In a column for the Washington Post, three national security experts who worked in various capacities in the Defense Department criticized Pentagon officials who presented Donald Trump with the extreme option of killing Iranian Military head Qassem Suelimani which in turn has destabilized the Middle East.
According to Alice Friend, a senior fellow at the Center for Strategic and International Studies, Mara Karlin, director of strategic studies at the Johns Hopkins School of Advanced International Studies and Loren DeJonge Schulman, the deputy director of studies at the Center for a New American Security, officials should have known better than to offer up such a drastic response to turmoil in the region.
"Sending the U.S. military to use force is among the most consequential decisions presidents can make. Matters may get out of control even with the most careful and deliberate planning. Skipping such steps shows callous disregard for American lives and interests. And there is overwhelming evidence in the past week that President Trump instigated an escalation cycle with an American enemy without such consideration," they wrote.

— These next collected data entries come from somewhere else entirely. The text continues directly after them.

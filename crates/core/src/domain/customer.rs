use std::fmt;
use std::str::FromStr;

use serde::{Deserialize, Serialize};
use uuid::Uuid;

use crate::errors::DomainError;

#[derive(Clone, Copy, Debug, PartialEq, Eq, Hash, Serialize, Deserialize)]
pub struct CustomerId(pub Uuid);

impl CustomerId {
    pub fn generate() -> Self {
        Self(Uuid::new_v4())
    }

    pub fn as_uuid(&self) -> &Uuid {
        &self.0
    }
}

impl fmt::Display for CustomerId {
    fn fmt(&self, f: &mut fmt::Formatter<'_>) -> fmt::Result {
        write!(f, "{}", self.0.hyphenated())
    }
}

impl FromStr for CustomerId {
    type Err = DomainError;

    fn from_str(value: &str) -> Result<Self, Self::Err> {
        Uuid::parse_str(value.trim())
            .map(Self)
            .map_err(|_| DomainError::InvalidCustomerId(value.to_string()))
    }
}

/// Customer record as seen by callers of the service layer.
///
/// `customer_id` is the hyphenated string form of the stored identifier. It is
/// `None` for a customer that has not been persisted yet.
#[derive(Clone, Debug, Default, PartialEq, Eq, Serialize, Deserialize)]
#[serde(rename_all = "camelCase")]
pub struct Customer {
    pub customer_id: Option<String>,
    pub first_name: String,
    pub last_name: String,
    pub email_address: String,
    pub phone_number: String,
    pub address: String,
}

impl Customer {
    pub fn new(
        first_name: impl Into<String>,
        last_name: impl Into<String>,
        email_address: impl Into<String>,
        phone_number: impl Into<String>,
        address: impl Into<String>,
    ) -> Self {
        Self {
            customer_id: None,
            first_name: first_name.into(),
            last_name: last_name.into(),
            email_address: email_address.into(),
            phone_number: phone_number.into(),
            address: address.into(),
        }
    }

    pub fn with_id(mut self, customer_id: impl Into<String>) -> Self {
        self.customer_id = Some(customer_id.into());
        self
    }

    /// Parses the identifier, if any. Blank identifiers count as absent.
    pub fn parsed_id(&self) -> Result<Option<CustomerId>, DomainError> {
        match self.customer_id.as_deref().map(str::trim) {
            None | Some("") => Ok(None),
            Some(raw) => raw.parse().map(Some),
        }
    }
}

"Instead of holding a tightly managed, inclusive debate in the Situation Room, Trump made one of the most dangerous choices of his presidency among a tiny group at Mar-a-Lago. Such decisive moments are usually preceded by hundreds of people spending countless hours in dingy government offices and conference rooms, building PowerPoint slides and questioning lawyers," the op-ed continued. "These individuals create the parameters and permutations of what the decision-makers consider. They identify the possible options, vetting their likely operational, diplomatic, economic and other effects. That work enables the commander in chief to make wrenching decisions about his military options wisely."

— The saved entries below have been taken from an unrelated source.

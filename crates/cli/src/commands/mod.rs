pub mod config;
pub mod customers;
pub mod doctor;
pub mod migrate;
pub mod seed;

use std::fmt::Display;

use roster_core::config::{AppConfig, LoadOptions};
use roster_core::errors::ApplicationError;
use serde::Serialize;
use serde_json::Value;
use tracing::warn;
use uuid::Uuid;

#[derive(Debug, Clone)]
pub struct CommandResult {
    pub exit_code: u8,
    pub output: String,
}

#[derive(Debug, Serialize)]
struct CommandOutcome {
    command: String,
    status: String,
    error_class: Option<String>,
    message: String,
    #[serde(skip_serializing_if = "Option::is_none")]
    data: Option<Value>,
}

impl CommandResult {
    pub fn success(command: &str, message: impl Into<String>) -> Self {
        Self::success_with_data(command, message, None)
    }

    pub fn success_with_data(
        command: &str,
        message: impl Into<String>,
        data: Option<Value>,
    ) -> Self {
        let payload = CommandOutcome {
            command: command.to_string(),
            status: "ok".to_string(),
            error_class: None,
            message: message.into(),
            data,
        };
        Self { exit_code: 0, output: serialize_payload(payload) }
    }

    pub fn failure(
        command: &str,
        error_class: &str,
        message: impl Into<String>,
        exit_code: u8,
    ) -> Self {
        let payload = CommandOutcome {
            command: command.to_string(),
            status: "error".to_string(),
            error_class: Some(error_class.to_string()),
            message: message.into(),
            data: None,
        };
        Self { exit_code, output: serialize_payload(payload) }
    }
}

/// Failure tuple threaded through `block_on`: (error class, message, exit code).
pub(crate) type StepFailure = (&'static str, String, u8);

pub(crate) fn load_config(command: &str) -> Result<AppConfig, CommandResult> {
    AppConfig::load(LoadOptions::default()).map_err(|error| config_failure(command, error))
}

fn config_failure(command: &str, error: impl Display) -> CommandResult {
    let interface = ApplicationError::Configuration(error.to_string())
        .into_interface(Uuid::new_v4().to_string());
    warn!(
        event_name = "system.config.invalid",
        command,
        correlation_id = interface.correlation_id(),
        error = %interface,
        "configuration rejected"
    );

    CommandResult::failure(
        command,
        "config_validation",
        format!("{interface} (correlation_id={})", interface.correlation_id()),
        2,
    )
}

pub(crate) fn build_runtime(command: &str) -> Result<tokio::runtime::Runtime, CommandResult> {
    tokio::runtime::Builder::new_current_thread().enable_all().build().map_err(|error| {
        CommandResult::failure(
            command,
            "runtime_init",
            format!("failed to initialize async runtime: {error}"),
            3,
        )
    })
}

fn serialize_payload(payload: CommandOutcome) -> String {
    serde_json::to_string(&payload).unwrap_or_else(|error| {
        format!(
            "{{\"command\":\"unknown\",\"status\":\"error\",\"error_class\":\"serialization\",\"message\":\"{}\"}}",
            error.to_string().replace('\\', "\\\\").replace('"', "\\\"")
        )
    })
}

According to authors, "Bad options, considered with little serious deliberation on an unnecessarily rapid timeline, should never get to the president in the first place."
"In our combined 25-plus years in the Pentagon and the White House, use-of-force and even show-of-force decisions created some of the tensest moments between civilian and military leaders, revealing differences in approaches and assumptions," they wrote. "Inside the Pentagon, by statute, the chairman of the Joint Chiefs of Staff is responsible for the development of military analysis, options and plans to share with the defense secretary and the president as he sees fit. In reality, military advice is not just one individual’s best ideas but a massive and complex process that engages hundreds of military and civilian experts ... Yet it appears that the tight circle at Mar-a-Lago involved in making the decision to kill Soleimani — mainly the secretaries of defense and state — neglected many of these key elements, as the convoluted messaging, lack of preemptive mitigating actions and failure to inform close U.S. allies, let alone members of Congress, demonstrate."
Calling the administration of Donald Trump "chaotic," they suggested, "lecturing on procedural deliberation from the outside may seem like wishcasting, at best... The answer is not to make post-hoc justifications or to pray that our system survives. The muscles of deliberation have to be exercised. Engaging Congress, which established the authorities that create good military options; reiterating to the troops and the world that the U.S. military follows the rule of law; telling senior commanders that they should not be tempted by those seeking private advice; promoting the secretary of defense as the face of the defense apparatus — these are all useful near-term steps."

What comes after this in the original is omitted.